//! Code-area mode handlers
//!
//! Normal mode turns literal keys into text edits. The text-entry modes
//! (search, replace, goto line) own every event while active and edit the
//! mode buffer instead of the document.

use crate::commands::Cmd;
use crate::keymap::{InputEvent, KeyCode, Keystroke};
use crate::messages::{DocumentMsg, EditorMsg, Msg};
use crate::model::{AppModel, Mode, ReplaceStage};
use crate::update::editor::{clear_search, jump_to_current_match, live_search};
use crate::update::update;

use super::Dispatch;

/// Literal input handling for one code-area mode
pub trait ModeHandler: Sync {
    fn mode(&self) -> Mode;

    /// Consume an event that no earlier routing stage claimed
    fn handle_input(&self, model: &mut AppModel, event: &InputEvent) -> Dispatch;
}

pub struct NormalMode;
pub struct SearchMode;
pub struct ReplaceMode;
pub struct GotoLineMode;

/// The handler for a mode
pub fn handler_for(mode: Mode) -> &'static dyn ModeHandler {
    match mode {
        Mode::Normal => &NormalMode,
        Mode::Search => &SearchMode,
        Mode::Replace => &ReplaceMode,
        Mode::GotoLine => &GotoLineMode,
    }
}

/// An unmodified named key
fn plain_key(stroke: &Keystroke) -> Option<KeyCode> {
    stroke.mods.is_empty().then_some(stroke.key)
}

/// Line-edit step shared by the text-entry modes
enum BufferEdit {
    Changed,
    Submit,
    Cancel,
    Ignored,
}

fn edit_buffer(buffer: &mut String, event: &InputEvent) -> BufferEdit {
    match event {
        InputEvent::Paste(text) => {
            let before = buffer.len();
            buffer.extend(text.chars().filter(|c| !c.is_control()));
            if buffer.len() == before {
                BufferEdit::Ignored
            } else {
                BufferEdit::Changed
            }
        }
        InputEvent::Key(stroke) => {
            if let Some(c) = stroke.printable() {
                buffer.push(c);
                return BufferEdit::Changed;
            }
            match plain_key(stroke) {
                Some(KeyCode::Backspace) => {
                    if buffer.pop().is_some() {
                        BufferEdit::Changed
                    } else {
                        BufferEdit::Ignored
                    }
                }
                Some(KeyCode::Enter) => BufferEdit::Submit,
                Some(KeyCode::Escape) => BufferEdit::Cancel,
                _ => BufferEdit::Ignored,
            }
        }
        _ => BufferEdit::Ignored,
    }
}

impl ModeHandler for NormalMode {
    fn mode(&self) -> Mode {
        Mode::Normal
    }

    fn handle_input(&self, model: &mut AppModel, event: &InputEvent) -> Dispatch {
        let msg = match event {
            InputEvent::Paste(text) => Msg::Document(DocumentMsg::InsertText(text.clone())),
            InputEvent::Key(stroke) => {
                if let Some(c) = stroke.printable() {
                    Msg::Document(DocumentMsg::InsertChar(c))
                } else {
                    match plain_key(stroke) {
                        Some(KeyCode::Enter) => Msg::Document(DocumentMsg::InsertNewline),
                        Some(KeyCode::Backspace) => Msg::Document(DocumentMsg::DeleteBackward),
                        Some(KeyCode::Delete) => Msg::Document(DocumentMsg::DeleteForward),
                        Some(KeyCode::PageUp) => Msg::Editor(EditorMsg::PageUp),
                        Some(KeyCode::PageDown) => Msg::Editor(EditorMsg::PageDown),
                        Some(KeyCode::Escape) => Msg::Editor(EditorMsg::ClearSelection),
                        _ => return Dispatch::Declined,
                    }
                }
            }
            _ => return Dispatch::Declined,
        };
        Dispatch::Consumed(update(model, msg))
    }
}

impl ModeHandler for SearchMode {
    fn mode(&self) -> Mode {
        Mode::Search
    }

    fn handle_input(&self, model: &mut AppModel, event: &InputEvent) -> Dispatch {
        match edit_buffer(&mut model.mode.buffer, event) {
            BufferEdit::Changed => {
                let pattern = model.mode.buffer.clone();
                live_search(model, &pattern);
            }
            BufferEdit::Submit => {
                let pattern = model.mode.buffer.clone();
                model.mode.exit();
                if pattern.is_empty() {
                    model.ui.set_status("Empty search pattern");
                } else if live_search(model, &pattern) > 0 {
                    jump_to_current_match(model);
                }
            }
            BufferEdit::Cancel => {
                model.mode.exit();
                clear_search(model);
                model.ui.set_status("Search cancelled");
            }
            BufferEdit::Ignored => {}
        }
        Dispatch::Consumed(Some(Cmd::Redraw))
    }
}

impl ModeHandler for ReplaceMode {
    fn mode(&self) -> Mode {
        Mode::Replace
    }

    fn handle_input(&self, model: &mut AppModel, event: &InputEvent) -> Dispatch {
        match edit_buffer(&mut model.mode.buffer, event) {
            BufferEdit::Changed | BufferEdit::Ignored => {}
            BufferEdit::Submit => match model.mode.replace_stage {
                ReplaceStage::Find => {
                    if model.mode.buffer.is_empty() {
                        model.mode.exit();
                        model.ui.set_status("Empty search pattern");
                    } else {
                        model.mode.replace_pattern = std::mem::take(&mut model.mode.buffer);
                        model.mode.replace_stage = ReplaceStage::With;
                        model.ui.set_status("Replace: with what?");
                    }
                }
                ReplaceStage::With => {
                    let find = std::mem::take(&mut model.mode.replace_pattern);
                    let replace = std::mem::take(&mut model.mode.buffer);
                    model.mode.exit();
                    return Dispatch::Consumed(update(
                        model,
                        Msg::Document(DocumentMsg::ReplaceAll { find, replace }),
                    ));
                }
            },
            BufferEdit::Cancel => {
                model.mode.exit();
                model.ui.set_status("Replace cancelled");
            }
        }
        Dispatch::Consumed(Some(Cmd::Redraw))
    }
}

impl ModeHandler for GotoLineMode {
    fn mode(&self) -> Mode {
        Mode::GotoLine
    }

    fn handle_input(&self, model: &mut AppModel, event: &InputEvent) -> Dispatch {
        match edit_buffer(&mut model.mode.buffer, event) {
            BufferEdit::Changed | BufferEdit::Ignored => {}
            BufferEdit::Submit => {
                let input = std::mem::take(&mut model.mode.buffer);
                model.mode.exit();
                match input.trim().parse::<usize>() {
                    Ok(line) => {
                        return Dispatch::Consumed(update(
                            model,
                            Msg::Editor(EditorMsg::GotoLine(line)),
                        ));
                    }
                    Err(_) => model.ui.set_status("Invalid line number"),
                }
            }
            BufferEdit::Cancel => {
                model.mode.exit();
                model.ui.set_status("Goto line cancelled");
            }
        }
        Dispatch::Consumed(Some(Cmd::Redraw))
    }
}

◇ ◇ ◇

TASK PROMPT —
The answer must be every line of the records that contains the word "Keystroke".

EXPECTED ANSWER —
use crate::keymap::{InputEvent, KeyCode, Keystroke};
fn plain_key(stroke: &Keystroke) -> Option<KeyCode> {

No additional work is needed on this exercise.